[[ Dataset excerpts open ]]

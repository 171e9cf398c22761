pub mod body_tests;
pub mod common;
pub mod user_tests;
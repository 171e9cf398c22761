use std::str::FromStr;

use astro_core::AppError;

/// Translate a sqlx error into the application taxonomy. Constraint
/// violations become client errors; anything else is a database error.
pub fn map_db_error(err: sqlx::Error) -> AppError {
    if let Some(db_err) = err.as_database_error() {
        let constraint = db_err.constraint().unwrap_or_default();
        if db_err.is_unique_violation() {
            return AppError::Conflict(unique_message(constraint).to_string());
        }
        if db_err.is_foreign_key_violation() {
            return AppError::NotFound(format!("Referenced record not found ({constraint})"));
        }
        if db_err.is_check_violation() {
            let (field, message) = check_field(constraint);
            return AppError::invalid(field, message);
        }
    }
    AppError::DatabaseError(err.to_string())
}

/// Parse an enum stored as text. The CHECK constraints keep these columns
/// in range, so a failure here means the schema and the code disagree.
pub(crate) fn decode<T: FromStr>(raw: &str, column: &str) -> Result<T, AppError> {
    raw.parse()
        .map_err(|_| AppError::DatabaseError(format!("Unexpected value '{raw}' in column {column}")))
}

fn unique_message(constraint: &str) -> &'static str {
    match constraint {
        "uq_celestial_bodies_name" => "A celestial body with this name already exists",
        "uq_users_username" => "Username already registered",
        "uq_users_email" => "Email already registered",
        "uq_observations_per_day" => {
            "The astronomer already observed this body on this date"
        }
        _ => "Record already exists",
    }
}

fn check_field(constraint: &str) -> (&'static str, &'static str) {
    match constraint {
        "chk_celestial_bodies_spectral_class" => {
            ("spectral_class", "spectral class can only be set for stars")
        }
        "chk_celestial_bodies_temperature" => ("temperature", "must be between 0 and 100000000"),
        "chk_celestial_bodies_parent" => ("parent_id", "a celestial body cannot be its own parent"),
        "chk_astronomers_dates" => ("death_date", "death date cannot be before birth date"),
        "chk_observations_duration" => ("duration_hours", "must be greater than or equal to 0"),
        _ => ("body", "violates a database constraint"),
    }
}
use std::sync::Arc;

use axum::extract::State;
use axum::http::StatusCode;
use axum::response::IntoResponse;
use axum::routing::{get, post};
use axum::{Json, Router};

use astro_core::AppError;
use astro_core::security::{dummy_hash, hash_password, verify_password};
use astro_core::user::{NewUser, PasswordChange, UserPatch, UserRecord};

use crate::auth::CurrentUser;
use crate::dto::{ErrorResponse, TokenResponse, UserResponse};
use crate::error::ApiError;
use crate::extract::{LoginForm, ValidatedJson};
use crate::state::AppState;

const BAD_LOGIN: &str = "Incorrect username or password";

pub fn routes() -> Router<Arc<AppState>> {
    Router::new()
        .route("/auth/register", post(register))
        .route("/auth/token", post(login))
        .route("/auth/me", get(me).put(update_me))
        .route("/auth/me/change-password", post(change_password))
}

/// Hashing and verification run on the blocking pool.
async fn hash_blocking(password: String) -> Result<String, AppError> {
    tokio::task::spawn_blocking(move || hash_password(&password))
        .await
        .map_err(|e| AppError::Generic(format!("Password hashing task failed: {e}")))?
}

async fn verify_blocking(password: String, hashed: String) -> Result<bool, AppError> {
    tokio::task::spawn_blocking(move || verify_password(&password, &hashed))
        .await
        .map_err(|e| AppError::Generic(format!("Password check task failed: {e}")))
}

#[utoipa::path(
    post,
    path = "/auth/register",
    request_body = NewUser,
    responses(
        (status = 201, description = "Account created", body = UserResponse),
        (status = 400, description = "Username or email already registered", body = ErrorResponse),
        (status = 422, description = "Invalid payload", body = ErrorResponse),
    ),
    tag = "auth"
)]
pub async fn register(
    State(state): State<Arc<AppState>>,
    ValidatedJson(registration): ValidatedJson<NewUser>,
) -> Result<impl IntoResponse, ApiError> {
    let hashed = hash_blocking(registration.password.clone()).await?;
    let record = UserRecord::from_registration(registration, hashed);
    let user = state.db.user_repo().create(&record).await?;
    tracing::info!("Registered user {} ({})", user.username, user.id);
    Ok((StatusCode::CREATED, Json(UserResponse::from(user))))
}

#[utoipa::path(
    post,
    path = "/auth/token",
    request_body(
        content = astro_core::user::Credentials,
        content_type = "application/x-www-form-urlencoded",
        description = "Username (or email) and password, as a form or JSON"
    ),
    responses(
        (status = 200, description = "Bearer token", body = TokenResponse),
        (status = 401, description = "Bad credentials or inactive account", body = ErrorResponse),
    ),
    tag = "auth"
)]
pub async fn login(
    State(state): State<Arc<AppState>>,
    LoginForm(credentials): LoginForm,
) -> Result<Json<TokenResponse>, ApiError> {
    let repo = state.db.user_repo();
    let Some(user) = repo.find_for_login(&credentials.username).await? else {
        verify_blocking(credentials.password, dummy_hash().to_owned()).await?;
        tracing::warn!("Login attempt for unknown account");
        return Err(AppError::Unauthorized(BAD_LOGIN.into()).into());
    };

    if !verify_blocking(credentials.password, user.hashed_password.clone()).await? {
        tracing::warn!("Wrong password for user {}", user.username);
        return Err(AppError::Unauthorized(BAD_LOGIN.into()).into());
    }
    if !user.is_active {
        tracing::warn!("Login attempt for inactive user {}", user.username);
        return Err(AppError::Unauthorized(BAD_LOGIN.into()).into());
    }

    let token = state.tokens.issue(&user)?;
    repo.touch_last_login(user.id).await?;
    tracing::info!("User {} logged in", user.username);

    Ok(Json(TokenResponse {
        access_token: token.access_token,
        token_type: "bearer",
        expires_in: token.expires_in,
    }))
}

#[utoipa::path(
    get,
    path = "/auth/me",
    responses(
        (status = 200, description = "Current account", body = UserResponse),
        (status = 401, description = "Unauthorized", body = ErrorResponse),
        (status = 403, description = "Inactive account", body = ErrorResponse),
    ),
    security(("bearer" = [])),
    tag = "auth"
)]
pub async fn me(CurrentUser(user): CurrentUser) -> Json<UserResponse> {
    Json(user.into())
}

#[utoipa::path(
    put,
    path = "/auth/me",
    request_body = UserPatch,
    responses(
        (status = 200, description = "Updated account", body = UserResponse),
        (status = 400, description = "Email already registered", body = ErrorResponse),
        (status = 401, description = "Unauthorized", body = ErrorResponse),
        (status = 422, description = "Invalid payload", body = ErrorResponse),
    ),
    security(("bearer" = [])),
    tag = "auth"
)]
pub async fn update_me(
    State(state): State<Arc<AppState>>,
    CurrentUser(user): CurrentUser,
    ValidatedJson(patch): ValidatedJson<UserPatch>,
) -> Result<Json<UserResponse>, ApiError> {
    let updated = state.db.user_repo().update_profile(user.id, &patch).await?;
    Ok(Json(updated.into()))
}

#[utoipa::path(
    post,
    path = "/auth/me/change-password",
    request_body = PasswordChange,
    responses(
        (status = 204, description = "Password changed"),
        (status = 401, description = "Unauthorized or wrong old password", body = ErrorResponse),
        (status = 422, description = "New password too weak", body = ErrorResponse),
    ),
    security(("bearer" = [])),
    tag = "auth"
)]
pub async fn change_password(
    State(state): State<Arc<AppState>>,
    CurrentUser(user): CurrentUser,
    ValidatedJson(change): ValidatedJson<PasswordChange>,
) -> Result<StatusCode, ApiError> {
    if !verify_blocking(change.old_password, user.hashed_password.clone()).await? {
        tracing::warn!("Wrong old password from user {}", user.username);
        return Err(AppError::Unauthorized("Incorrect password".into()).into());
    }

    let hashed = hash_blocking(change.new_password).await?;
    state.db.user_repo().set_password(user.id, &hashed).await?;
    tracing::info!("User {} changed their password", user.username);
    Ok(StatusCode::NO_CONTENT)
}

[[ Dataset excerpts closed ]]
[[ Dataset excerpts open ]]

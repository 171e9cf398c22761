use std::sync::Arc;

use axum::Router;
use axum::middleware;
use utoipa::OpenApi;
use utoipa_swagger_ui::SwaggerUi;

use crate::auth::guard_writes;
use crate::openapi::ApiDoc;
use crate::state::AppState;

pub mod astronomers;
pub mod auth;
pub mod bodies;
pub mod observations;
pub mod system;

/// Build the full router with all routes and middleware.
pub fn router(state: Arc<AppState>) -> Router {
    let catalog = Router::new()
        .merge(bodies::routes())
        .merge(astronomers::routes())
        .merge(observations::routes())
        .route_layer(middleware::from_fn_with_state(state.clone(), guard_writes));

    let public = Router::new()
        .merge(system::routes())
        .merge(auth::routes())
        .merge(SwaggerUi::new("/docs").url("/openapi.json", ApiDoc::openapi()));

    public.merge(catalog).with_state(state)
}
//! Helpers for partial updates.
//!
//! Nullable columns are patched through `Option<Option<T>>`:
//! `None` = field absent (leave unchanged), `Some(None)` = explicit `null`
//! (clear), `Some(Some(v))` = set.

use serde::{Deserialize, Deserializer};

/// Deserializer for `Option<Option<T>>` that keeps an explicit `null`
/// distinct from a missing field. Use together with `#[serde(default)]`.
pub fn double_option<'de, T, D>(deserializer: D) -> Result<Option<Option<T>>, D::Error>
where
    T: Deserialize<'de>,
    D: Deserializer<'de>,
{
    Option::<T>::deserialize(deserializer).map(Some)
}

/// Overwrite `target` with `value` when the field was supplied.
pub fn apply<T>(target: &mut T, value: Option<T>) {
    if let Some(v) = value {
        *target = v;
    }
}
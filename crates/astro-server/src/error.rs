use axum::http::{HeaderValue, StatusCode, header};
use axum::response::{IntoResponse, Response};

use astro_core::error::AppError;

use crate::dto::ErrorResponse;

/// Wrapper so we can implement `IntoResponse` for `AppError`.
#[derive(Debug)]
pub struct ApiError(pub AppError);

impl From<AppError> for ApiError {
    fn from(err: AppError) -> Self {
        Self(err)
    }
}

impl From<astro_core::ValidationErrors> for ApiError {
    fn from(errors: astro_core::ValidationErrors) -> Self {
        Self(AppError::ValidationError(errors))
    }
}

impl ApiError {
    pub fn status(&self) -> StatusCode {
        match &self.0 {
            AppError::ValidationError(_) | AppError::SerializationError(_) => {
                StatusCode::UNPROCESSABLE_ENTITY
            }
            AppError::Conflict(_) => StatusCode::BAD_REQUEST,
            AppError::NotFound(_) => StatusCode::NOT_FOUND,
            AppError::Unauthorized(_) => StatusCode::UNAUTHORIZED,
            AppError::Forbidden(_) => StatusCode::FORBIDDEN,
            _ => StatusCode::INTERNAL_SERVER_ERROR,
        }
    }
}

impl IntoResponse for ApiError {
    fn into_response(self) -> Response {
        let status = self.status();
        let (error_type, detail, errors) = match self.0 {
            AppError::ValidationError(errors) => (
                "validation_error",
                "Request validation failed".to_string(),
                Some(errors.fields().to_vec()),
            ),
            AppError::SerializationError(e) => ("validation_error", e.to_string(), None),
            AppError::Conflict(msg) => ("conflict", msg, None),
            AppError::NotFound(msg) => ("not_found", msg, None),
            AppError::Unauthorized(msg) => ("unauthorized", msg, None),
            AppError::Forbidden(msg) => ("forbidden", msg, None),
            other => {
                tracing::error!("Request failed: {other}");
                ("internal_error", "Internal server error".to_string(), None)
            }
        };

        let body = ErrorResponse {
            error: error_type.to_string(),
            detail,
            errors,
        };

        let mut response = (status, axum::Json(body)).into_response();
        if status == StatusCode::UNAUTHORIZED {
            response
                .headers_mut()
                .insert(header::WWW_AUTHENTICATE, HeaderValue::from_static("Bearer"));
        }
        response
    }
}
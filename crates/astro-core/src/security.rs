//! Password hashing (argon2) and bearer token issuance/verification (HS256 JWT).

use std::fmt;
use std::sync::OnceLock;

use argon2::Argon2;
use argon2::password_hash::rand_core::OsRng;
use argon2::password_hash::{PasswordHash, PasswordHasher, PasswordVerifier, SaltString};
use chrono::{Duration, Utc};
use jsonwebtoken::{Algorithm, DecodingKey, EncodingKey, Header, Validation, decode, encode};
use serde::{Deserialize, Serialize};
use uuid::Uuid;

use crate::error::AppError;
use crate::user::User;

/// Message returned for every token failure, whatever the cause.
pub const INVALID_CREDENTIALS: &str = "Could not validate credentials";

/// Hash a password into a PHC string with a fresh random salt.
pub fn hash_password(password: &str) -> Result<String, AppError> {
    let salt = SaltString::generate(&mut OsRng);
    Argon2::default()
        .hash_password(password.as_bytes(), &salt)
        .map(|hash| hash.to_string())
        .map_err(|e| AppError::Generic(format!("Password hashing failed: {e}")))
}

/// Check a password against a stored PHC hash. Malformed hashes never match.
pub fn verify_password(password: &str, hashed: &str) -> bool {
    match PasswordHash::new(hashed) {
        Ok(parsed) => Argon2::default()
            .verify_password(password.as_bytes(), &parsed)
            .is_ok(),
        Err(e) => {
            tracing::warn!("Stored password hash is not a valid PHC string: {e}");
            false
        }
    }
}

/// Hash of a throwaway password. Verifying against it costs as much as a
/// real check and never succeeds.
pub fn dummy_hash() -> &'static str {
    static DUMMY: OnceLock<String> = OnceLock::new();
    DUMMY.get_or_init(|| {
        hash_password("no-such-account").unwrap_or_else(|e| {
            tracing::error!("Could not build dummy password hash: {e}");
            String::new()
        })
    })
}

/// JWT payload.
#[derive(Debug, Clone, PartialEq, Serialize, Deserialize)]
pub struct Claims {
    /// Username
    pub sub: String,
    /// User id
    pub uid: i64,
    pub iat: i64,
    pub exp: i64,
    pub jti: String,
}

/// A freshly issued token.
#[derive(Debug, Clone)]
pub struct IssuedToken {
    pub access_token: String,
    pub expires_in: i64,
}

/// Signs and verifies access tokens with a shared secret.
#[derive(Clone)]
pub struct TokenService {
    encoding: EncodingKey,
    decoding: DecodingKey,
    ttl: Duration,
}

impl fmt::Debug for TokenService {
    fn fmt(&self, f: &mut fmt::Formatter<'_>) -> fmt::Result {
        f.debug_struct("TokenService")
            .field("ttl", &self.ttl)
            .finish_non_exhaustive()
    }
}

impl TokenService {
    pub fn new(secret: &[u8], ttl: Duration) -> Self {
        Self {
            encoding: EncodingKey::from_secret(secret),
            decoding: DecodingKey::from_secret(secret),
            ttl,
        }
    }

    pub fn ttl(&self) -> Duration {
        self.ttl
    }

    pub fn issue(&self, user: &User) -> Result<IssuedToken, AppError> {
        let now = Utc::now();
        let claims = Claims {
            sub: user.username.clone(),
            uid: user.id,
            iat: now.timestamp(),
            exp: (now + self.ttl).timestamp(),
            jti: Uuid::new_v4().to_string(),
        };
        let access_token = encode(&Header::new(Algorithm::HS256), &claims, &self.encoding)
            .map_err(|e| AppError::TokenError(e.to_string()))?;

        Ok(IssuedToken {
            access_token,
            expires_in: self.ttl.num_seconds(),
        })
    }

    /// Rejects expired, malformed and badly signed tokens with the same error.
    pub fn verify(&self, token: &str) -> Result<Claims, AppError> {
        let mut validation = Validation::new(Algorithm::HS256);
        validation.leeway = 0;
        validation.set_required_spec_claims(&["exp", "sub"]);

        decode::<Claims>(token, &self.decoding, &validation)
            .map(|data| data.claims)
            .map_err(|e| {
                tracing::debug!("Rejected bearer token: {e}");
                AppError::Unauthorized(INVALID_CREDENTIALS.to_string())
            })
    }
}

[[ Dataset excerpts closed ]]

_About this task:_ Lines containing the word "must" are to be pulled from the records and copied.

_Task answer:_
        "chk_celestial_bodies_temperature" => ("temperature", "must be between 0 and 100000000"),
        "chk_observations_duration" => ("duration_hours", "must be greater than or equal to 0"),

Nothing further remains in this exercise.